Gerichte hatten in der Vergangenheit Musikveranstaltungen an diesen Tagen grundsätzlich verboten. Diskussionen über Sinn und Unsinn der Verbote gibt es pünktlich kurz vor den Feiertagen. Jüngst hatte die Piratenpartei in Hessen mehrere Demonstrationen mit Musik genehmigen lassen wollen und ist dabei aber vor mehreren hessischen Verwaltungsgerichten abgeblitzt. Das Bundesverfassungsgericht lehnte die Beschwerde ab, da die Piraten zuvor der Hessische Verfassungsgerichtshof hätten anrufen müssen (siehe unseren Beitrag Piraten kentern in Karlsruhe).

Übrigens: Ein Veranstalter sollte von derartigen Guerilla-Events grundsätzlich absehen. Sie mögen cool sein und kurzfristig einen Marketingerfolg bringen. Allerdings droht nicht nur ein Bußgeldverfahren, sondern möglicherweise auch der Verlust des Versicherungsschutzes (wenn die denn vor lauter Guerilla überhaupt abgeschlossen wurde).
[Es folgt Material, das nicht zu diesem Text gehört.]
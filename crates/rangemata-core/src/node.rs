//! Regular-expression syntax trees.
//!
//! Trees are produced by an external parser and handed over either as values
//! or as JSON (`{"kind": "char", "value": "a"}`). They are immutable once
//! built; construction only reads them.

use std::fmt;

use serde::{Deserialize, Serialize};

/// A node of a regular-expression syntax tree.
#[derive(Clone, Debug, PartialEq, Eq, Serialize, Deserialize)]
#[serde(tag = "kind", rename_all = "snake_case")]
pub enum Node {
    /// A single character.
    Char { value: char },
    /// Any character in `[start, end]`. Empty when `start > end`.
    Range { start: char, end: char },
    Alternation { left: Box<Node>, right: Box<Node> },
    Concatenation { left: Box<Node>, right: Box<Node> },
    /// Zero or more repetitions.
    Star { node: Box<Node> },
    /// One or more repetitions.
    Plus { node: Box<Node> },
    /// Between `min` and `max` repetitions; `max: None` is unbounded.
    Repeat {
        node: Box<Node>,
        min: u32,
        max: Option<u32>,
    },
    Intersection { left: Box<Node>, right: Box<Node> },
    Complement { node: Box<Node> },
    AnyChar,
    /// The empty language.
    Empty,
    /// The language containing only the empty string.
    EmptyString,
}

impl Node {
    pub fn char(value: char) -> Self {
        Node::Char { value }
    }

    pub fn range(start: char, end: char) -> Self {
        Node::Range { start, end }
    }

    pub fn alternation(left: Node, right: Node) -> Self {
        Node::Alternation {
            left: Box::new(left),
            right: Box::new(right),
        }
    }

    pub fn concatenation(left: Node, right: Node) -> Self {
        Node::Concatenation {
            left: Box::new(left),
            right: Box::new(right),
        }
    }

    pub fn star(node: Node) -> Self {
        Node::Star {
            node: Box::new(node),
        }
    }

    pub fn plus(node: Node) -> Self {
        Node::Plus {
            node: Box::new(node),
        }
    }

    pub fn repeat(node: Node, min: u32, max: Option<u32>) -> Self {
        Node::Repeat {
            node: Box::new(node),
            min,
            max,
        }
    }

    pub fn intersection(left: Node, right: Node) -> Self {
        Node::Intersection {
            left: Box::new(left),
            right: Box::new(right),
        }
    }

    pub fn complement(node: Node) -> Self {
        Node::Complement {
            node: Box::new(node),
        }
    }

    /// Concatenation of the characters of `s`, or `EmptyString` for `""`.
    ///
    /// Characters are paired level by level, so the tree is balanced and its
    /// depth grows with the logarithm of the length.
    pub fn string(s: &str) -> Self {
        let mut level: Vec<Node> = s.chars().map(Node::char).collect();
        while level.len() > 1 {
            let mut next = Vec::with_capacity(level.len().div_ceil(2));
            let mut items = level.into_iter();
            while let Some(left) = items.next() {
                next.push(match items.next() {
                    Some(right) => Node::concatenation(left, right),
                    None => left,
                });
            }
            level = next;
        }
        level.pop().unwrap_or(Node::EmptyString)
    }

    /// Direct children, left to right.
    pub fn children(&self) -> impl Iterator<Item = &Node> {
        let (first, second): (Option<&Node>, Option<&Node>) = match self {
            Node::Alternation { left, right }
            | Node::Concatenation { left, right }
            | Node::Intersection { left, right } => (Some(&**left), Some(&**right)),
            Node::Star { node }
            | Node::Plus { node }
            | Node::Repeat { node, .. }
            | Node::Complement { node } => (Some(&**node), None),
            Node::Char { .. }
            | Node::Range { .. }
            | Node::AnyChar
            | Node::Empty
            | Node::EmptyString => (None, None),
        };
        first.into_iter().chain(second)
    }

    /// Number of nodes on the longest path from this node to a leaf.
    ///
    /// Walks an explicit stack, so arbitrarily deep trees are measured safely.
    pub fn depth(&self) -> usize {
        let mut deepest = 0;
        let mut stack = vec![(self, 1)];
        while let Some((node, depth)) = stack.pop() {
            deepest = deepest.max(depth);
            stack.extend(node.children().map(|child| (child, depth + 1)));
        }
        deepest
    }

    /// Parse a tree from its JSON form.
    pub fn from_json(json: &str) -> Result<Node, serde_json::Error> {
        serde_json::from_str(json)
    }

    pub fn to_json(&self) -> String {
        serde_json::to_string(self).expect("syntax trees always serialize")
    }

    /// The one string this node denotes, if its language is a single string.
    ///
    /// Conservative: `None` does not prove the language has other members.
    pub fn singleton(&self) -> Option<String> {
        match self {
            Node::Char { value } => Some(value.to_string()),
            Node::Range { start, end } if start == end => Some(start.to_string()),
            Node::EmptyString => Some(String::new()),
            Node::Concatenation { left, right } => {
                let mut s = left.singleton()?;
                s.push_str(&right.singleton()?);
                Some(s)
            }
            Node::Alternation { left, right } => {
                let s = left.singleton()?;
                (right.singleton()? == s).then_some(s)
            }
            Node::Repeat {
                node,
                min,
                max: Some(max),
            } if min == max => Some(node.singleton()?.repeat(*min as usize)),
            _ => None,
        }
    }
}

const META: &[char] = &[
    '|', '&', '~', '*', '+', '?', '{', '}', '(', ')', '[', ']', '.', '\\', '#', '-', '"',
];

fn write_char(f: &mut fmt::Formatter<'_>, c: char) -> fmt::Result {
    if META.contains(&c) {
        write!(f, "\\{c}")
    } else if c.is_ascii_graphic() || c == ' ' {
        write!(f, "{c}")
    } else {
        write!(f, "\\u{{{:x}}}", c as u32)
    }
}

/// Compact notation: `#` is the empty language, `()` the empty string,
/// `~` complement and `&` intersection.
impl fmt::Display for Node {
    fn fmt(&self, f: &mut fmt::Formatter<'_>) -> fmt::Result {
        match self {
            Node::Char { value } => write_char(f, *value),
            Node::Range { start, end } => {
                f.write_str("[")?;
                write_char(f, *start)?;
                f.write_str("-")?;
                write_char(f, *end)?;
                f.write_str("]")
            }
            Node::Alternation { left, right } => write!(f, "({left}|{right})"),
            Node::Concatenation { left, right } => write!(f, "{left}{right}"),
            Node::Star { node } => write!(f, "({node})*"),
            Node::Plus { node } => write!(f, "({node})+"),
            Node::Repeat { node, min, max } => match max {
                Some(max) => write!(f, "({node}){{{min},{max}}}"),
                None => write!(f, "({node}){{{min},}}"),
            },
            Node::Intersection { left, right } => write!(f, "({left}&{right})"),
            Node::Complement { node } => write!(f, "~({node})"),
            Node::AnyChar => f.write_str("."),
            Node::Empty => f.write_str("#"),
            Node::EmptyString => f.write_str("()"),
        }
    }
}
Außerdem hatte bspw. das Oberverwaltungsgericht Bremen die Durchführung einer Veranstaltung u.a. mit dem Argument verboten, der Veranstalter wolle ersichtlich nicht mit den Behörden kooperieren: Der hatte nämlich den genauen Ort geheim halten und erst kurzfristig bekannt geben wollen. Zwar handelte es sich bei der Band um eine rechtsgerichtete Band und der Hauptgrund des Konzertverbotes war die konkrete Gefahr von Straftaten durch die Besucher (lesen Sie dazu unseren Beitrag Verbot eines Konzerts mit rechtsgerichteter Band). Allerdings lässt sich die Idee der Unzuverlässigkeit gut und gerne auch auf den Veranstalter „normaler“ Konzerte übertragen, wenn er vor lauter Flashmob und Guerilla die Behörde außen vor lässt.